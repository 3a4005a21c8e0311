use anyhow::{Context, Result};
use clap::{Arg, ArgMatches, Command};
use log::{info, warn};
use vanity_core::{SiteGenerator, Templates};

use crate::config::VanityConfig;

pub fn add_build_args(command: Command) -> Command {
    command
        .arg(
            Arg::new("config")
                .short('c')
                .long("config")
                .value_name("FILE")
                .help("Configuration file (default is vanity.yaml in the current directory)"),
        )
        .arg(
            Arg::new("out")
                .short('o')
                .long("out")
                .value_name("DIR")
                .help("Output directory, recreated on every run (default is build)"),
        )
        .arg(
            Arg::new("templates")
                .short('t')
                .long("templates")
                .value_name("DIR")
                .help("Directory with index.tmpl and redir.tmpl to use instead of the bundled templates"),
        )
}

pub fn make_subcommand() -> Command {
    add_build_args(Command::new("build"))
        .about("Generate the index page and one redirect page per repository")
}

pub fn execute(args: &ArgMatches) -> Result<()> {
    let vanity_config = VanityConfig::load(args)?;
    let build_config = &vanity_config.build;

    let mut generator = SiteGenerator::new().output_dir(&build_config.out);
    if let Some(dir) = &build_config.templates {
        let templates = Templates::from_dir(dir)
            .with_context(|| format!("failed loading templates from {dir}"))?;
        generator = generator.templates(templates);
    }

    let report = generator.generate(&vanity_config.site)?;

    if report.is_clean() {
        info!("site built successfully in {}", report.root.display());
    } else {
        warn!(
            "site built in {} but {} page(s) failed, see errors above",
            report.root.display(),
            report.failures.len()
        );
    }

    Ok(())
}
mod cmd;
mod config;

use std::process::ExitCode;

use clap::Command;
use env_logger::{Builder, Env};
use log::error;

fn init_logging() {
    let logging_env = Env::default().filter_or("RUST_LOG", "info");
    Builder::from_env(logging_env).format_timestamp(None).init();
}

fn cli() -> Command {
    // Running without a subcommand behaves like `build`
    cmd::build::add_build_args(Command::new("vanity-url"))
        .about("Generate go vanity import pages for a list of repositories")
        .version(env!("CARGO_PKG_VERSION"))
        .subcommand(cmd::build::make_subcommand())
}

fn main() -> ExitCode {
    init_logging();

    let matches = cli().get_matches();
    let result = match matches.subcommand() {
        Some(("build", sub_matches)) => cmd::build::execute(sub_matches),
        _ => cmd::build::execute(&matches),
    };

    if let Err(e) = result {
        error!("{e:#}");
        return ExitCode::FAILURE;
    }

    ExitCode::SUCCESS
}
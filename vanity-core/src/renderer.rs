use serde::Serialize;
use tera::Context;

use crate::template::{Templates, error_chain};

#[derive(Debug)]
pub enum RenderError {
    UnknownTemplate(String),
    InvalidData(String),
    TeraError(tera::Error),
    SerializationError(serde_json::Error),
}

impl From<tera::Error> for RenderError {
    fn from(err: tera::Error) -> Self {
        RenderError::TeraError(err)
    }
}

impl From<serde_json::Error> for RenderError {
    fn from(err: serde_json::Error) -> Self {
        RenderError::SerializationError(err)
    }
}

impl std::fmt::Display for RenderError {
    fn fmt(&self, f: &mut std::fmt::Formatter<'_>) -> std::fmt::Result {
        match self {
            RenderError::UnknownTemplate(name) => write!(f, "Unknown template: {}", name),
            RenderError::InvalidData(kind) => {
                write!(f, "Template data must be a map, got {}", kind)
            }
            RenderError::TeraError(e) => write!(f, "Template error: {}", error_chain(e)),
            RenderError::SerializationError(e) => write!(f, "Serialization error: {}", e),
        }
    }
}

impl std::error::Error for RenderError {}

/// Renders pages from a borrowed set of compiled templates.
pub struct Renderer<'a> {
    templates: &'a Templates,
}

impl<'a> Renderer<'a> {
    pub fn new(templates: &'a Templates) -> Self {
        Self { templates }
    }

    /// Render `template` with the fields of `data` as the top-level context.
    ///
    /// Nothing is written anywhere; a failed render only produces an error.
    pub fn render<T: Serialize>(&self, template: &str, data: &T) -> Result<Vec<u8>, RenderError> {
        if !self.templates.has_template(template) {
            return Err(RenderError::UnknownTemplate(template.to_string()));
        }

        let value = serde_json::to_value(data)?;
        if !value.is_object() {
            return Err(RenderError::InvalidData(json_kind(&value).to_string()));
        }

        let context = Context::from_value(value)?;
        let html = self.templates.tera().render(template, &context)?;

        Ok(html.into_bytes())
    }
}

fn json_kind(value: &serde_json::Value) -> &'static str {
    match value {
        serde_json::Value::Null => "null",
        serde_json::Value::Bool(_) => "a boolean",
        serde_json::Value::Number(_) => "a number",
        serde_json::Value::String(_) => "a string",
        serde_json::Value::Array(_) => "an array",
        serde_json::Value::Object(_) => "a map",
    }
}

______________________________

## Exercise instructions
The result should be every line that contains "help", copied from the entries.

## Answer for the task
                .help("Configuration file (default is vanity.yaml in the current directory)"),
                .help("Output directory, recreated on every run (default is build)"),
                .help("Directory with index.tmpl and redir.tmpl to use instead of the bundled templates"),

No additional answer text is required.